Background: To study the feasibility and efficacy of antibiotic cement in preserving endoplants after infection in patients with early tibial plateau fracture on plate exposure. Patients and Methods: A retrospective analysis of 23 patients treated for post-operative infection with plate exposure after tibial plateau fracture between 2017 and 2021. They were divided into the observation group (10 patients) and the control group (13 patients). Total operation time, length of hospitalization, hospitalization cost, the number of surgeries, white blood cell (WBC) count, neutrophil (NEUT) count, erythrocyte sedimentation rate (ESR), C-reactive protein (CRP), the post-operative evaluation index, and complications were observed during the follow-up period. Results: All patients were followed up for 6 to 12 months; wound healing was observed in both groups. The total operation time for patients in the control group was longer compared with the observation group.
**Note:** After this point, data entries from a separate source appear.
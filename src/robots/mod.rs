//! Robots.txt handling module
//!
//! This module fetches a site's robots.txt and reads the sitemap locations it
//! declares. Failures are never fatal: a missing or unreachable robots.txt
//! simply means the caller falls back to well-known sitemap paths.

mod parser;

pub use parser::ParsedRobots;

use crate::crawler::{fetch_url, FetchResult};
use crate::url::join_origin;
use reqwest::Client;
use std::time::Duration;

/// Fetches robots.txt for an origin
///
/// # Arguments
///
/// * `client` - The shared HTTP client
/// * `origin` - Scheme + host (+ port) of the site
/// * `timeout` - Timeout for this request
///
/// # Returns
///
/// * `Some(ParsedRobots)` - robots.txt answered HTTP 200
/// * `None` - Any network error, timeout, or non-200 status
pub async fn fetch_robots(client: &Client, origin: &str, timeout: Duration) -> Option<ParsedRobots> {
    let robots_url = join_origin(origin, "/robots.txt");
    tracing::info!("Checking robots.txt at {}", robots_url);

    match fetch_url(client, &robots_url, timeout).await {
        FetchResult::Success { body, .. } => Some(ParsedRobots::from_content(&body)),
        FetchResult::HttpError { status_code } => {
            tracing::info!(
                "robots.txt unavailable (HTTP {}), proceeding to fallbacks",
                status_code
            );
            None
        }
        FetchResult::NetworkError { error } => {
            tracing::warn!(
                "Error checking robots.txt at {}: {}. Proceeding to fallbacks",
                robots_url,
                error
            );
            None
        }
    }
}
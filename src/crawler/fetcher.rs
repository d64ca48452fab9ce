//! HTTP fetcher implementation
//!
//! This module handles all HTTP requests for the crawler, including:
//! - Building the shared HTTP client with the identifying user agent
//! - GET requests with a per-call timeout
//! - HEAD existence probes
//! - Error classification

use crate::config::UserAgentConfig;
use reqwest::{redirect::Policy, Client, StatusCode};
use std::time::Duration;

/// Maximum redirect hops followed for any request
const MAX_REDIRECTS: usize = 10;

/// Result of a fetch operation
#[derive(Debug)]
pub enum FetchResult {
    /// HTTP 200 with a readable body
    Success {
        /// Final URL after redirects
        final_url: String,
        /// Page body content
        body: String,
    },

    /// Any status other than 200
    HttpError {
        /// The HTTP status code
        status_code: u16,
    },

    /// Network error (connection refused, timeout, body read failure, etc.)
    NetworkError {
        /// Error description
        error: String,
    },
}

/// Builds an HTTP client with proper configuration
///
/// Timeouts are set per request since robots, sitemap and page fetches each
/// have their own budget. Redirects are followed.
///
/// # Example
///
/// ```no_run
/// use seo_sieve::config::UserAgentConfig;
/// use seo_sieve::crawler::build_http_client;
///
/// let client = build_http_client(&UserAgentConfig::default()).unwrap();
/// ```
pub fn build_http_client(config: &UserAgentConfig) -> Result<Client, reqwest::Error> {
    Client::builder()
        .user_agent(config.value.clone())
        .connect_timeout(Duration::from_secs(10))
        .redirect(Policy::limited(MAX_REDIRECTS))
        .gzip(true)
        .brotli(true)
        .build()
}

/// Fetches a URL with a GET request
///
/// Never fails: every outcome is classified into a [`FetchResult`].
pub async fn fetch_url(client: &Client, url: &str, timeout: Duration) -> FetchResult {
    tracing::debug!("GET {}", url);

    let response = match client.get(url).timeout(timeout).send().await {
        Ok(response) => response,
        Err(e) => {
            return FetchResult::NetworkError {
                error: describe_error(&e),
            }
        }
    };

    let status = response.status();
    if status != StatusCode::OK {
        return FetchResult::HttpError {
            status_code: status.as_u16(),
        };
    }

    let final_url = response.url().to_string();
    match response.text().await {
        Ok(body) => FetchResult::Success { final_url, body },
        Err(e) => FetchResult::NetworkError {
            error: describe_error(&e),
        },
    }
}

/// Sends a HEAD request and reports the final status code
///
/// # Returns
///
/// * `Some(u16)` - Status code after following redirects
/// * `None` - Network error or timeout
pub async fn probe_url(client: &Client, url: &str, timeout: Duration) -> Option<u16> {
    tracing::debug!("HEAD {}", url);

    match client.head(url).timeout(timeout).send().await {
        Ok(response) => Some(response.status().as_u16()),
        Err(e) => {
            tracing::debug!("HEAD {} failed: {}", url, describe_error(&e));
            None
        }
    }
}

/// Renders a reqwest error as a short human-readable message
fn describe_error(e: &reqwest::Error) -> String {
    if e.is_timeout() {
        "Request timeout".to_string()
    } else if e.is_connect() {
        format!("Connection failed: {}", e)
    } else if e.is_redirect() {
        format!("Redirect error: {}", e)
    } else {
        e.to_string()
    }
}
However, the length of hospitalization, hospitalization cost, and number of surgeries in the observation group were less compared with the control group. No difference in WBC, NEUT, ESR, and CRP levels was observed one day after surgery. Furthermore, WBC, NEUT, ESR, and CRP levels were higher in patients in the control group compared with the observation group 72 hours after surgery. There were no differences in the post-operative evaluation index and complications in both groups. Conclusions: The antibiotic cement coating used for treating early post-operative infection in patients with tibial plateau fracture could effectively control infection while retaining endoplant, thereby promoting wound healing. It could also reduce pain and the medical burden on patients.